RAFAEL D. DE LA CRUZ JIMENEZ, PETITIONER,
v.
RONNIE R. HOLT, WARDEN, USP CANAAN, RESPONDENT.



The opinion of the court was delivered by: Judge Caputo

MEMORANDUM

Presently before the Court is Petitioner's pro se Petition for a Writ of Mandamus, or in the alternative, Writ of Prohibition. (Doc. 1.) Also pending is Petitioner's motion for leave to proceed in forma pauperis. (Doc. 3.) Petitioner challenges his custody classification based on the existence of a detainer issued against Petitioner by Immigration and Customs Enforcement (ICE) on August 7, 2002. Petitioner argues that this detainer does not in fact exist, and that Respondent has unlawfully and improperly replied upon the existence of a detainer in precluding Petitioner from receiving a lower security classification or participating in certain unspecified rehabilitation programs.

The Court has jurisdiction over this matter pursuant to Title 28 of the United States Code, Section 1361 ("[t]he district courts shall have original jurisdiction of any action in the nature of mandamus to compel an officer or employee of the United States or any agency thereof to perform a duty owed to the plaintiff.").

BACKGROUND

Petitioner is a citizen of the Dominican Republic who was sentenced to a term of 360 months in prison for drug-related offense(s), and has been incarcerated at U.S.P. Canaan in Waymart, Pennsylvania since approximately October 18, 2003.

The Petitioner argues that for nearly a year prior to filing the instant Petition, he has requested service of the detainer, and that these requests have been repeatedly denied. The Petition requests that Respondent, Warden Ronnie R. Holt, provide Petitioner with satisfaction of his Fifth Amendment rights to due process and equal protection by "correct[ing] his classification records" to show that no "INS detainer" exists against him, because Petitioner alleges that he has never been served paperwork regarding this detainer. (Pet., Doc. 1, pp. 1-2.) Petitioner alleges that Respondent has refused to correct Petitioner's classification records, and is using the "false record of a detainer to authorized (sic) discrimination and denys (sic) him equal protection as allowed all others identically situated." Id.

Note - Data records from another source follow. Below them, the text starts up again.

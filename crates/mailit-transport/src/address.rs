//! Mailbox types and address resolution.

use std::collections::HashMap;
use std::fmt;

use crate::error::{Error, Result};

/// Validated email address.
#[derive(Debug, Clone, PartialEq, Eq, Hash)]
pub struct Address(String);

impl Address {
    /// Creates a new address from a string.
    ///
    /// # Errors
    ///
    /// Returns an error if the address is invalid.
    pub fn new(addr: impl Into<String>) -> Result<Self> {
        let addr = addr.into();
        Self::validate(&addr)?;
        Ok(Self(addr))
    }

    /// Returns the address as a string slice.
    #[must_use]
    pub fn as_str(&self) -> &str {
        &self.0
    }

    fn validate(addr: &str) -> Result<()> {
        let Some((local, domain)) = addr.split_once('@') else {
            return Err(Error::InvalidAddress(format!("{addr:?} must contain @")));
        };

        if local.is_empty() || domain.is_empty() {
            return Err(Error::InvalidAddress(format!(
                "{addr:?} has an empty local or domain part"
            )));
        }

        if domain.contains('@') {
            return Err(Error::InvalidAddress(format!(
                "{addr:?} must have exactly one @"
            )));
        }

        if addr
            .chars()
            .any(|c| c.is_whitespace() || c.is_control() || matches!(c, '<' | '>'))
        {
            return Err(Error::InvalidAddress(format!(
                "{addr:?} contains forbidden characters"
            )));
        }

        Ok(())
    }
}

impl fmt::Display for Address {
    fn fmt(&self, f: &mut fmt::Formatter<'_>) -> fmt::Result {
        f.write_str(&self.0)
    }
}

/// Mailbox (optional display name + address).
#[derive(Debug, Clone, PartialEq, Eq)]
pub struct Mailbox {
    /// Display name (optional).
    pub name: Option<String>,
    /// Email address.
    pub address: Address,
}

impl Mailbox {
    /// Creates a new mailbox with just an address.
    ///
    /// # Errors
    ///
    /// Returns an error if the address is invalid.
    pub fn new(address: impl Into<String>) -> Result<Self> {
        Ok(Self {
            name: None,
            address: Address::new(address)?,
        })
    }

    /// Creates a new mailbox with a display name and address.
    ///
    /// # Errors
    ///
    /// Returns an error if the address is invalid.
    pub fn with_name(name: impl Into<String>, address: impl Into<String>) -> Result<Self> {
        Ok(Self {
            name: Some(name.into()),
            address: Address::new(address)?,
        })
    }

    /// Parses `user@host` or `Display Name <user@host>`.
    ///
    /// Surrounding whitespace and quotes around the display name are removed.
    ///
    /// # Errors
    ///
    /// Returns an error if the text is not a mailbox.
    pub fn parse(text: &str) -> Result<Self> {
        let text = text.trim();

        let Some(open) = text.find('<') else {
            return Self::new(text);
        };

        let Some(inner) = text[open + 1..].strip_suffix('>') else {
            return Err(Error::InvalidAddress(format!("{text:?} has an unclosed <")));
        };

        let name = text[..open].trim().trim_matches('"').trim();
        let address = Address::new(inner.trim())?;

        Ok(Self {
            name: (!name.is_empty()).then(|| name.to_string()),
            address,
        })
    }
}

impl fmt::Display for Mailbox {
    fn fmt(&self, f: &mut fmt::Formatter<'_>) -> fmt::Result {
        match &self.name {
            Some(name) => {
                let escaped = name.replace('\\', "\\\\").replace('"', "\\\"");
                write!(f, "\"{escaped}\" <{}>", self.address)
            }
            None => write!(f, "{}", self.address),
        }
    }
}

/// Maps the address text found in a directive to a mailbox.
pub trait AddressResolver {
    /// Resolves `query` to a mailbox.
    ///
    /// # Errors
    ///
    /// Returns an error if the query names no known or valid mailbox.
    fn resolve(&self, query: &str) -> Result<Mailbox>;
}

/// Resolver accepting only literal mailbox syntax.
#[derive(Debug, Clone, Copy, Default)]
pub struct LiteralResolver;

impl AddressResolver for LiteralResolver {
    fn resolve(&self, query: &str) -> Result<Mailbox> {
        Mailbox::parse(query)
    }
}

/// Alias table consulted before literal mailbox syntax.
///
/// Aliases are matched without regard to case.
#[derive(Debug, Clone, Default)]
pub struct AddressBook {
    entries: HashMap<String, Mailbox>,
}

impl AddressBook {
    /// Creates an empty address book.
    #[must_use]
    pub fn new() -> Self {
        Self::default()
    }

    /// Builds an address book from `(alias, mailbox)` text pairs.
    ///
    /// # Errors
    ///
    /// Returns an error if any mailbox text is invalid.
    pub fn from_entries<I, K, V>(entries: I) -> Result<Self>
    where
        I: IntoIterator<Item = (K, V)>,
        K: AsRef<str>,
        V: AsRef<str>,
    {
        let mut book = Self::new();
        for (alias, mailbox) in entries {
            book.insert(alias.as_ref(), Mailbox::parse(mailbox.as_ref())?);
        }
        Ok(book)
    }

    /// Adds or replaces an alias.
    pub fn insert(&mut self, alias: &str, mailbox: Mailbox) {
        self.entries.insert(alias.trim().to_lowercase(), mailbox);
    }

    /// Looks up an alias.
    #[must_use]
    pub fn get(&self, alias: &str) -> Option<&Mailbox> {
        self.entries.get(&alias.trim().to_lowercase())
    }

    /// Returns the number of aliases.
    #[must_use]
    pub fn len(&self) -> usize {
        self.entries.len()
    }

    /// Returns true if there are no aliases.
    #[must_use]
    pub fn is_empty(&self) -> bool {
        self.entries.is_empty()
    }
}

impl AddressResolver for AddressBook {
    fn resolve(&self, query: &str) -> Result<Mailbox> {
        match self.get(query) {
            Some(mailbox) => Ok(mailbox.clone()),
            None => Mailbox::parse(query),
        }
    }
}

#[cfg(test)]
#[allow(
    clippy::unwrap_used,
    clippy::redundant_clone,
    clippy::manual_string_new,
    clippy::needless_collect,
    clippy::unreadable_literal,
    clippy::used_underscore_items,
    clippy::similar_names
)]
mod tests {
    use super::*;

    #[test]
    fn test_valid_address() {
        let addr = Address::new("user@example.com").unwrap();
        assert_eq!(addr.as_str(), "user@example.com");
        assert_eq!(addr.to_string(), "user@example.com");
    }

    #[test]
    fn test_invalid_address_no_at() {
        assert!(Address::new("userexample.com").is_err());
    }

    #[test]
    fn test_invalid_address_empty() {
        assert!(Address::new("").is_err());
    }

    #[test]
    fn test_invalid_address_empty_parts() {
        assert!(Address::new("@example.com").is_err());
        assert!(Address::new("user@").is_err());
    }

    #[test]
    fn test_invalid_address_two_ats() {
        assert!(Address::new("a@b@c").is_err());
    }

    #[test]
    fn test_invalid_address_whitespace() {
        assert!(Address::new("a b@c").is_err());
    }

    #[test]
    fn test_mailbox_parse_bare() {
        let mailbox = Mailbox::parse("  user@example.com ").unwrap();
        assert_eq!(mailbox.address.as_str(), "user@example.com");
        assert!(mailbox.name.is_none());
    }

    #[test]
    fn test_mailbox_parse_named() {
        let mailbox = Mailbox::parse("\"Jane Doe\" <jane@example.com>").unwrap();
        assert_eq!(mailbox.name.as_deref(), Some("Jane Doe"));
        assert_eq!(mailbox.address.as_str(), "jane@example.com");
    }

    #[test]
    fn test_mailbox_parse_angle_only() {
        let mailbox = Mailbox::parse("<jane@example.com>").unwrap();
        assert!(mailbox.name.is_none());
    }

    #[test]
    fn test_mailbox_parse_unclosed() {
        assert!(Mailbox::parse("Jane <jane@example.com").is_err());
    }

    #[test]
    fn test_mailbox_display() {
        let mailbox = Mailbox::with_name("Jane \"JD\" Doe", "jane@example.com").unwrap();
        assert_eq!(
            mailbox.to_string(),
            "\"Jane \\\"JD\\\" Doe\" <jane@example.com>"
        );
        let bare = Mailbox::new("a@b.c").unwrap();
        assert_eq!(bare.to_string(), "a@b.c");
    }

    #[test]
    fn test_literal_resolver() {
        assert!(LiteralResolver.resolve("a@b.c").is_ok());
        assert!(LiteralResolver.resolve("Jane").is_err());
    }

    #[test]
    fn test_address_book_alias() {
        let book = AddressBook::from_entries([("Jane", "Jane Doe <jane@example.com>")]).unwrap();
        let mailbox = book.resolve(" jane ").unwrap();
        assert_eq!(mailbox.address.as_str(), "jane@example.com");
        assert_eq!(book.len(), 1);
    }

    #[test]
    fn test_address_book_falls_back_to_literal() {
        let book = AddressBook::new();
        assert!(book.is_empty());
        assert!(book.resolve("bob@example.com").is_ok());
        assert!(book.resolve("bob").is_err());
    }

    #[test]
    fn test_address_book_rejects_bad_entry() {
        assert!(AddressBook::from_entries([("x", "not-an-address")]).is_err());
    }
}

The Petition for Writ of Mandamus was filed on July 18, 2007. (Doc. 1.) The motion for leave to proceed in forma pauperis (IFP) was filed on July 26, 2007. (Doc. 3.) These filings are presently before the Court.

DISCUSSION

A. Motion For Leave To Proceed In Forma Pauperis

The decision whether to grant or deny in forma pauperis status rests within the sound discretion of the district court. See Jones v. Zimmerman, 752 F.2d 76, 78 (3d Cir. 1985). Title 28 of the United States Code, Section 1915 provides a two-step process for reviewing in forma pauperis petitions. The Third Circuit Court of Appeals has made it clear that this Court should first consider a litigant's financial status and determine whether he is eligible to proceed in forma pauperis, before assessing the merits of the underlying complaint. Roman v. Jeffes, 904 F.2d 192, 194 n. 1 (3d Cir. 1990).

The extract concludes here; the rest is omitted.